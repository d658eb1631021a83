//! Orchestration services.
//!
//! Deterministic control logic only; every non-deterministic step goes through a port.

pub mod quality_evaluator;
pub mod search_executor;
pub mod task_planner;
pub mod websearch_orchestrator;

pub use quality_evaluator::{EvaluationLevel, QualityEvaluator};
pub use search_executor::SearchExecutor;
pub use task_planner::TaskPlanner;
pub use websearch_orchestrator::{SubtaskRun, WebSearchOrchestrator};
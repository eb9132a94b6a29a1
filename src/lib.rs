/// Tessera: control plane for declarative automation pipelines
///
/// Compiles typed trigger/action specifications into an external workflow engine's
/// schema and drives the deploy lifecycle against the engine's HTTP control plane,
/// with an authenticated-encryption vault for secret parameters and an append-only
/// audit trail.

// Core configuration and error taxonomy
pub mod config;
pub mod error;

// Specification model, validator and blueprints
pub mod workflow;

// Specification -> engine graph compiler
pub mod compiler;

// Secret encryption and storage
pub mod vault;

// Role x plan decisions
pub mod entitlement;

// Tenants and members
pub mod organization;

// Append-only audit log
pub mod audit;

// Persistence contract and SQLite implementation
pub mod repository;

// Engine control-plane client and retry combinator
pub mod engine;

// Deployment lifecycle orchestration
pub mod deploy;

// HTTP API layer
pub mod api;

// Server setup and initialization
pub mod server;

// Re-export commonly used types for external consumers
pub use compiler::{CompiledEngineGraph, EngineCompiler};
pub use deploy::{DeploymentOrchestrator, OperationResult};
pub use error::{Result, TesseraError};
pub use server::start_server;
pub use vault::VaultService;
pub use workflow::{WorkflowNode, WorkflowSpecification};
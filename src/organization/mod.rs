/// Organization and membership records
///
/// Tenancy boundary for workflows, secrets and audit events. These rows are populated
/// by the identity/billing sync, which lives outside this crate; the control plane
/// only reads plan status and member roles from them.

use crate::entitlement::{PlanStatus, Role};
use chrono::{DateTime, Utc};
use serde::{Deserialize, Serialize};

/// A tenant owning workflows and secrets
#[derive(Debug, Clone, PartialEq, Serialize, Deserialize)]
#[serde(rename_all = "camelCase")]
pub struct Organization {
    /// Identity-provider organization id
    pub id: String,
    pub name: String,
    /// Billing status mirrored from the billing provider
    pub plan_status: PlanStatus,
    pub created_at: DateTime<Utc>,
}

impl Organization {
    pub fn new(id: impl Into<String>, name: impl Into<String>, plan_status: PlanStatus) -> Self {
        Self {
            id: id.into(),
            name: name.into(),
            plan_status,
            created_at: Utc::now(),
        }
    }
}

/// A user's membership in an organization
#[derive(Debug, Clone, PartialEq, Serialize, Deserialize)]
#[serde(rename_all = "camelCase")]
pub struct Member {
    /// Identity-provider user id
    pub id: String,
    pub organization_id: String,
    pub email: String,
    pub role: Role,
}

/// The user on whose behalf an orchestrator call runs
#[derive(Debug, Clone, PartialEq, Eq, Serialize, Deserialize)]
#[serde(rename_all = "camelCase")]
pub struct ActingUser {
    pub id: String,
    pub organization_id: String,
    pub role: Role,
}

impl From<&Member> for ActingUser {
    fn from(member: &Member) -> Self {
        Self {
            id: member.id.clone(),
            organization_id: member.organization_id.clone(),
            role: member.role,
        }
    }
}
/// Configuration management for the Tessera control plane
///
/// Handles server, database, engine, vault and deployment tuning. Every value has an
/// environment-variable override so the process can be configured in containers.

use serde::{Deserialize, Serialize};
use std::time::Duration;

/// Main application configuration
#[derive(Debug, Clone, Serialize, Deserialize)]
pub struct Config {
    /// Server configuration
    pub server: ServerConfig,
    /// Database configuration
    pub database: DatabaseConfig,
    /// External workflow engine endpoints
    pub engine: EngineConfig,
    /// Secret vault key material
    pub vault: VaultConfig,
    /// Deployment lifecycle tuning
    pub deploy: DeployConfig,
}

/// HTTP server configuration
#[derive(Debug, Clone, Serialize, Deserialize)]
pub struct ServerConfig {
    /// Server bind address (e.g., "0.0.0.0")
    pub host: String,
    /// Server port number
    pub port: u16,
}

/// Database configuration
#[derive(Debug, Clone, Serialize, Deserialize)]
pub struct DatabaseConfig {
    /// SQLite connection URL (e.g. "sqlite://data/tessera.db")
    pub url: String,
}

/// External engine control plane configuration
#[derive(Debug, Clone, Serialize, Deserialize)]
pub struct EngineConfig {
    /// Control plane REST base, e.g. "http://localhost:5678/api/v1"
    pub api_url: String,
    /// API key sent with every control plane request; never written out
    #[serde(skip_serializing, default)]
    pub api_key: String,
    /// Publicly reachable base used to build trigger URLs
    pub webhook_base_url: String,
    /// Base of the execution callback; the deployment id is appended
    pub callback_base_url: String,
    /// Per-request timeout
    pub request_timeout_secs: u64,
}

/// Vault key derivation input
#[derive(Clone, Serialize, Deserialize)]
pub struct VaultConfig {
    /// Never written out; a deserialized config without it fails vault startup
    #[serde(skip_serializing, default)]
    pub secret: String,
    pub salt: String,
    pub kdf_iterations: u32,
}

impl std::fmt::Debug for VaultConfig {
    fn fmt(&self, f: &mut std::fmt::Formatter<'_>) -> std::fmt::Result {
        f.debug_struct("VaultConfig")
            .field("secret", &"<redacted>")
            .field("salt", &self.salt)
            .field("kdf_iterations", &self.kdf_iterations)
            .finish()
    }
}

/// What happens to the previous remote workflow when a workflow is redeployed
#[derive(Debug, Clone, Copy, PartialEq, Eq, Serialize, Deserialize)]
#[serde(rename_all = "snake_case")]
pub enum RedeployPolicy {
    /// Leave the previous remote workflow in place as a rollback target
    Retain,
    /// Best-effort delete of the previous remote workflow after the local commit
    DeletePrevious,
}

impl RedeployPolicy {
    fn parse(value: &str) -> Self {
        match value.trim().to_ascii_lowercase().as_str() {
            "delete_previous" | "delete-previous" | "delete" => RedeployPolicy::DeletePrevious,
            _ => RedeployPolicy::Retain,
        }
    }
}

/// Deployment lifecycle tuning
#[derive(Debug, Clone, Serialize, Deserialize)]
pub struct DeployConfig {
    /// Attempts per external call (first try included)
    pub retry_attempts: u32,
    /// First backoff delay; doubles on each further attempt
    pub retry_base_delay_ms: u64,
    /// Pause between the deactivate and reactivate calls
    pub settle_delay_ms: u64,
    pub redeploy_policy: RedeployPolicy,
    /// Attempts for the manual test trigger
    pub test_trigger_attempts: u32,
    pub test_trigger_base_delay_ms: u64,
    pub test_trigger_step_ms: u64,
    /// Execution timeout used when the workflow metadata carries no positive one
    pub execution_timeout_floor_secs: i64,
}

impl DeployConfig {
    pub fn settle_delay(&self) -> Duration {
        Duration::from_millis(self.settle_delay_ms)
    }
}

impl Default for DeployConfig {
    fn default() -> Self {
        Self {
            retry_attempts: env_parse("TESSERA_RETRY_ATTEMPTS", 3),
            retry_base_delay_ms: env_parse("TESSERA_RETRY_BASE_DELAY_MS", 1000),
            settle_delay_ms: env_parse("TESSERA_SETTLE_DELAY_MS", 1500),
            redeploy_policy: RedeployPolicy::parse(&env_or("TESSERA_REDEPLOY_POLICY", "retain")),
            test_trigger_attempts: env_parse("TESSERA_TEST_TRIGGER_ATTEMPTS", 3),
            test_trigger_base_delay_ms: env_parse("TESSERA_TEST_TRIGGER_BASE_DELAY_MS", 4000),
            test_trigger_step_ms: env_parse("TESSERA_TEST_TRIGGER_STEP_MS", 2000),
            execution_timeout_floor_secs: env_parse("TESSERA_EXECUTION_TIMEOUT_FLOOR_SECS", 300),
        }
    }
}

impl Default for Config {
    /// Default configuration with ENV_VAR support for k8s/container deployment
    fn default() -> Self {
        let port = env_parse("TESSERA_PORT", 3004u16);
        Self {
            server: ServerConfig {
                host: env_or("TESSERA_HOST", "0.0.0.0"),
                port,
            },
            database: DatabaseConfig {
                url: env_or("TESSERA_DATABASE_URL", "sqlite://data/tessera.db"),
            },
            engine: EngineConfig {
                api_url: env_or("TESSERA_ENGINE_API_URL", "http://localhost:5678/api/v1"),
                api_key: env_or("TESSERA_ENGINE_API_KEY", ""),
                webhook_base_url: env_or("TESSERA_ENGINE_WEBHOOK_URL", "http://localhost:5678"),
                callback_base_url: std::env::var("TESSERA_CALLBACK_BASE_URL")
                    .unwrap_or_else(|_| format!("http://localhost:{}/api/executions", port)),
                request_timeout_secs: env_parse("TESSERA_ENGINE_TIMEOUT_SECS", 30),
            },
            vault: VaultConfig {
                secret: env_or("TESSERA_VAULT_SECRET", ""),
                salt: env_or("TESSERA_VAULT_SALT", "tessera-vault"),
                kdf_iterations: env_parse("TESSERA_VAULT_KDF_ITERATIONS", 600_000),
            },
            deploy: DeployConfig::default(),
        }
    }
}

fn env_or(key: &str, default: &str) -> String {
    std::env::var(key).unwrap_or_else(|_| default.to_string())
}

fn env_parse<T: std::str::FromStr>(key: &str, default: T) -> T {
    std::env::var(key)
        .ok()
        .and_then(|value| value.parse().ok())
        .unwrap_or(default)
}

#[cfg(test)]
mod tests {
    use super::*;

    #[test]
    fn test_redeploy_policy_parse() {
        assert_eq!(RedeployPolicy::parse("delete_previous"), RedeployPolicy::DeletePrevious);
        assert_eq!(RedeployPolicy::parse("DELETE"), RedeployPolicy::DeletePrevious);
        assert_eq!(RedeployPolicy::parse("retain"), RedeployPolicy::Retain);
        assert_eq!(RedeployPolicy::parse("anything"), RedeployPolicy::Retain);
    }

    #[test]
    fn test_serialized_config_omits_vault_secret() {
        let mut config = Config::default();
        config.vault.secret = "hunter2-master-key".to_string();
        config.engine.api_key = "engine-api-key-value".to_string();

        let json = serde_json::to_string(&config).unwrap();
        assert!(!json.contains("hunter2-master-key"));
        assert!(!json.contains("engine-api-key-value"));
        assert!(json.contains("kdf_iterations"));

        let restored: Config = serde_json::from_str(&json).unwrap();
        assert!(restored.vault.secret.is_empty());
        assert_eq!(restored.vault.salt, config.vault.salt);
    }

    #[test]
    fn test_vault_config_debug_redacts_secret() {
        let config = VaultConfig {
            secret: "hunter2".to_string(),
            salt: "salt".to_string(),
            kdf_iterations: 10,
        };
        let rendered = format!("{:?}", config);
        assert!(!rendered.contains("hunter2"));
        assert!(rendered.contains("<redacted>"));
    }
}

▸ **Task item**
All lines from the beginning of the listing through the one with "pub mod server;" are to be restated word for word, and only those.

▸ **Answer**
repository d658eb1631021a83
//! Orchestration services.
//!
//! Deterministic control logic only; every non-deterministic step goes through a port.

pub mod quality_evaluator;
pub mod search_executor;
pub mod task_planner;
pub mod websearch_orchestrator;

pub use quality_evaluator::{EvaluationLevel, QualityEvaluator};
pub use search_executor::SearchExecutor;
pub use task_planner::TaskPlanner;
pub use websearch_orchestrator::{SubtaskRun, WebSearchOrchestrator};
repository eb9132a94b6a29a1
filename src/lib.rs
/// Tessera: control plane for declarative automation pipelines
///
/// Compiles typed trigger/action specifications into an external workflow engine's
/// schema and drives the deploy lifecycle against the engine's HTTP control plane,
/// with an authenticated-encryption vault for secret parameters and an append-only
/// audit trail.

// Core configuration and error taxonomy
pub mod config;
pub mod error;

// Specification model, validator and blueprints
pub mod workflow;

// Specification -> engine graph compiler
pub mod compiler;

// Secret encryption and storage
pub mod vault;

// Role x plan decisions
pub mod entitlement;

// Tenants and members
pub mod organization;

// Append-only audit log
pub mod audit;

// Persistence contract and SQLite implementation
pub mod repository;

// Engine control-plane client and retry combinator
pub mod engine;

// Deployment lifecycle orchestration
pub mod deploy;

// HTTP API layer
pub mod api;

// Server setup and initialization
pub mod server;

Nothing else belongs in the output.